Establish how many lines in the material below include the word "None", then give the count alone.

----------------

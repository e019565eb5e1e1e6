//! Recording click output and a PCM renderer for the click timbre.

use std::sync::{Arc, Mutex};
use std::time::Instant;

use cadence_traits::{ClickOutput, ClickSound, Waveform};

use crate::SimError;

pub const RENDER_SAMPLE_RATE: u32 = 44_100;
/// Linear fade at each end of a click to avoid audible pops.
const FADE_MS: f32 = 5.0;

/// Render one click at `volume` as mono f32 PCM.
pub fn render_click(sound: &ClickSound, volume: f32, sample_rate: u32) -> Vec<f32> {
    let n = (u64::from(sample_rate) * u64::from(sound.duration_ms) / 1_000) as usize;
    let fade = ((FADE_MS / 1_000.0) * sample_rate as f32) as usize;
    let fade = fade.min(n / 2).max(1);
    let volume = volume.clamp(0.0, 1.0);
    (0..n)
        .map(|i| {
            let t = i as f32 / sample_rate as f32;
            let cycle = (t * sound.frequency_hz).fract();
            let v = match sound.waveform {
                Waveform::Sine => (std::f32::consts::TAU * cycle).sin(),
                Waveform::Square => {
                    if cycle < 0.5 {
                        1.0
                    } else {
                        -1.0
                    }
                }
                Waveform::Triangle => 1.0 - 4.0 * (cycle - 0.5).abs(),
                Waveform::Sawtooth => 2.0 * cycle - 1.0,
            };
            let envelope = (i.min(n - 1 - i) as f32 / fade as f32).min(1.0);
            v * envelope * volume
        })
        .collect()
}

/// One recorded click.
#[derive(Debug, Clone, Copy, PartialEq)]
pub struct ClickRecord {
    pub at: Instant,
    pub volume: f32,
    /// Largest absolute sample of the rendered click.
    pub peak: f32,
}

#[derive(Debug, Default)]
struct Recording {
    clicks: Vec<ClickRecord>,
    prepared: Option<ClickSound>,
    fail_plays: u32,
    resets: u32,
    fail_forever: bool,
}

/// Click output that renders nothing audible and records every call.
///
/// Clones share the same recording so tests can inspect it while a
/// scheduler owns the output.
#[derive(Debug, Clone, Default)]
pub struct SimulatedClickOutput {
    inner: Arc<Mutex<Recording>>,
}

impl SimulatedClickOutput {
    pub fn new() -> Self {
        Self::default()
    }

    pub fn clicks(&self) -> Vec<ClickRecord> {
        self.inner.lock().map(|r| r.clicks.clone()).unwrap_or_default()
    }

    pub fn click_count(&self) -> usize {
        self.inner.lock().map(|r| r.clicks.len()).unwrap_or(0)
    }

    pub fn prepared(&self) -> Option<ClickSound> {
        self.inner.lock().ok().and_then(|r| r.prepared)
    }

    pub fn resets(&self) -> u32 {
        self.inner.lock().map(|r| r.resets).unwrap_or(0)
    }

    /// Fail the next `n` plays.
    pub fn fail_next_plays(&self, n: u32) {
        if let Ok(mut r) = self.inner.lock() {
            r.fail_plays = n;
        }
    }

    /// Fail every play until `reset` is called.
    pub fn fail_until_reset(&self) {
        if let Ok(mut r) = self.inner.lock() {
            r.fail_forever = true;
        }
    }
}

impl ClickOutput for SimulatedClickOutput {
    fn prepare(
        &mut self,
        sound: &ClickSound,
    ) -> Result<(), Box<dyn std::error::Error + Send + Sync>> {
        if let Ok(mut r) = self.inner.lock() {
            r.prepared = Some(*sound);
        }
        Ok(())
    }

    fn play(&mut self, volume: f32) -> Result<(), Box<dyn std::error::Error + Send + Sync>> {
        let mut r = self
            .inner
            .lock()
            .map_err(|_| SimError::Playback("recording lock poisoned".into()))?;
        if r.fail_forever {
            return Err(Box::new(SimError::Playback("output wedged".into())));
        }
        if r.fail_plays > 0 {
            r.fail_plays -= 1;
            return Err(Box::new(SimError::Playback("buffer underrun".into())));
        }
        let sound = r
            .prepared
            .ok_or_else(|| SimError::Playback("play before prepare".into()))?;
        let peak = render_click(&sound, volume, RENDER_SAMPLE_RATE)
            .iter()
            .fold(0.0f32, |m, s| m.max(s.abs()));
        r.clicks.push(ClickRecord {
            at: Instant::now(),
            volume,
            peak,
        });
        Ok(())
    }

    fn reset(&mut self) -> Result<(), Box<dyn std::error::Error + Send + Sync>> {
        if let Ok(mut r) = self.inner.lock() {
            r.resets += 1;
            r.fail_forever = false;
            r.fail_plays = 0;
            r.prepared = None;
        }
        tracing::debug!("simulated click output reset");
        Ok(())
    }
}
//! Walking/stationary gate over a short magnitude window.
//!
//! Both conditions must hold: enough mean-crossings (a rhythm is present) and
//! enough spread (the device is actually moving). A single tap on the device
//! has high variance but few crossings and is rejected.

/// Minimum sign changes of `magnitude - mean` inside the window.
pub const MIN_MEAN_CROSSINGS: usize = 3;

#[derive(Debug, Clone, Copy, PartialEq)]
pub struct ActivityStats {
    pub mean: f64,
    pub std_dev: f64,
    pub crossings: usize,
}

#[derive(Debug, Clone)]
pub struct ActivityDetector {
    window: usize,
    threshold: f64,
}

impl ActivityDetector {
    pub fn new(window: usize, threshold: f64) -> Self {
        Self {
            window: window.max(2),
            threshold,
        }
    }

    pub fn window(&self) -> usize {
        self.window
    }

    /// Mean, population standard deviation and mean-crossings of the last `window` values.
    pub fn stats(&self, magnitudes: &[f64]) -> ActivityStats {
        let start = magnitudes.len().saturating_sub(self.window);
        let recent = &magnitudes[start..];
        let (mean, std_dev) = crate::util::mean_std(recent);
        let mut crossings = 0;
        let mut prev_above: Option<bool> = None;
        for &m in recent {
            let above = m - mean > 0.0;
            if let Some(p) = prev_above
                && p != above
            {
                crossings += 1;
            }
            prev_above = Some(above);
        }
        ActivityStats {
            mean,
            std_dev,
            crossings,
        }
    }

    pub fn is_active(&self, magnitudes: &[f64]) -> bool {
        if magnitudes.len() < 2 {
            return false;
        }
        let stats = self.stats(magnitudes);
        stats.crossings >= MIN_MEAN_CROSSINGS && stats.std_dev > self.threshold
    }
}

#[cfg(test)]
mod tests {
    use super::*;

    fn walking(n: usize, amp: f64) -> Vec<f64> {
        (0..n)
            .map(|i| 9.81 + amp * (2.0 * std::f64::consts::PI * 1.8 * i as f64 / 50.0).sin())
            .collect()
    }

    #[test]
    fn rhythmic_motion_is_active() {
        let det = ActivityDetector::new(50, 0.15);
        assert!(det.is_active(&walking(50, 1.5)));
    }

    #[test]
    fn still_device_is_inactive() {
        let det = ActivityDetector::new(50, 0.15);
        assert!(!det.is_active(&vec![9.81; 50]));
    }

    #[test]
    fn isolated_spike_is_rejected() {
        let det = ActivityDetector::new(50, 0.15);
        let mut tap = vec![9.81; 50];
        tap[25] = 30.0;
        let stats = det.stats(&tap);
        assert!(stats.std_dev > 0.15);
        assert!(stats.crossings < MIN_MEAN_CROSSINGS);
        assert!(!det.is_active(&tap));
    }

    #[test]
    fn only_recent_window_is_examined() {
        let det = ActivityDetector::new(50, 0.15);
        let mut series = walking(100, 1.5);
        series.extend(vec![9.81; 50]);
        assert!(!det.is_active(&series));
    }
}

----------------

ANSWER BELOW
2